Bottom line for me is I really miss both of you. I know you'll be floating around, occasionally interjecting this or that. But I know me, and I know what I'm feeling right now is clearly grief. I'm grieving the loss of both of you as my example of how to be good, as management gurus, as community builders, as just wise motherfuckers, and simply among the best people I would visit on a daily basis. The folks left in charge are obviously competent and will keep the lights on and will very likely awesomely and marvelously blossom into their new roles. But I miss both of you. And reading Jessamyn's letter helped me see the impact it had on her, and to see her concern for her friend. That, frankly, helped me process this too. And helped me be a bit more empathetic to your feelings of loss, too.

When we lose someone, we can sometimes get mad at them. How could they leave? It's so friggin' selfish.
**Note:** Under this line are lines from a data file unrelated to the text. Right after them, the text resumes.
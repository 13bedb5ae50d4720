//! Peerlink - Symmetric JSON-RPC peer engine.
//!
//! Two peers share one bidirectional message channel. Each side publishes a
//! protocol table describing the procedures it exposes; once the other side's
//! table arrives, its procedures become callable through generated proxies and
//! inbound requests are dispatched to the local target.
//!
//! The crate does not own a transport. The host feeds inbound messages to
//! [`Router::handle_message`] and supplies a [`MessageSink`] for outbound ones.
//!
//! # Example
//!
//! ```rust,ignore
//! use peerlink::{ChannelSink, MethodRegistry, MethodSignature, Router};
//! use serde_json::json;
//!
//! let target = MethodRegistry::new(MapState::default())
//!     .method(MethodSignature::declare("set_center", "x, y, z"), |map, args| {
//!         map.center = [args.get("x")?, args.get("y")?, args.get("z")?];
//!         Ok(json!(map.center))
//!     });
//!
//! let (sink, outbound) = ChannelSink::pair();
//! let mut router = Router::new(target, sink)?;
//! router.announce()?;
//!
//! // for every line read from the transport:
//! router.handle_message(serde_json::from_str(&line)?)?;
//!
//! // once negotiated:
//! let center = router.call("get_center", vec![])?.send()?.wait().await?;
//! ```

pub mod codec;
pub mod config;
pub mod error;
pub mod introspect;
pub mod ledger;
pub mod protocol;
pub mod remote;
pub mod router;
pub mod sink;
pub mod target;

// Re-export commonly used types
pub use codec::{
    classify, extract_id, make_request, make_response, CorrelationId, Message, MessageKind,
    Negotiation, Param, Request, Response, RpcError,
};
pub use config::{EnvConfig, ProtocolConfig, RouterConfig};
pub use error::{ErrorCode, PeerlinkError, Result};
pub use introspect::{introspect, resolve_args, ArgMeta, CallArgs, MethodSignature};
pub use ledger::{CallState, PendingCalls};
pub use protocol::{OptionalParam, ProcedureDescriptor, ProtocolTable};
pub use remote::{PendingCallHandle, Remote, RemoteProcedure, Reply};
pub use router::{ConnectionState, Router};
pub use sink::{ChannelSink, MessageSink};
pub use target::{MethodRegistry, RpcTarget};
Jessamyn's letter struck me as a very humane and comforting way to help her friend. And reminded me that even during the tough times, we have each other. I appreciated her thoughtfulness, and I thank her for helping me to process this loss in a more mature and sympathetic way.
posted by Toekneesan at 5:02 PM on March 11, 2015 [6 favorites]


This is just to say ... I loved the article and loved the illustrations, especially the portrait of the mod team. Such nice uniforms.
posted by valetta at 7:03 PM on March 11, 2015 [1 favorite]


Medium!! *claws eyeballs out*

Why this reaction?


Personally? I mostly just hate the gigantic body text. I also find the display of information to be fully counter-intuitive. Even already knowing Jessamyn wrote the piece, it took me quite a while to find the author byline, because it's floating at the end, surrounded by an unvariegated pool of other people's names and various social-media cruft.
posted by threeants at 8:21 PM on March 11, 2015




Do we know when mathowie is announcing his new job at The Daily Show?
posted by eyeballkid at 11:46 PM on March 11, 2015


This is a really swell article, filled with swell advice, from one swell person to another, but applicable to anyone who wants to have a swell time when leaving a job.
posted by Brandon Blatcher at 7:00 AM on March 12, 2015


Gee, that's swell, Brandon.
posted by octobersurprise at 7:10 AM on March 12, 2015


Pardon, that should be "Swell job, everyone!"
posted by octobersurprise at 7:11 AM on March 12, 2015


> But in your initial comment in this thread, you said, "But it's a strange piece to make into an open letter style post."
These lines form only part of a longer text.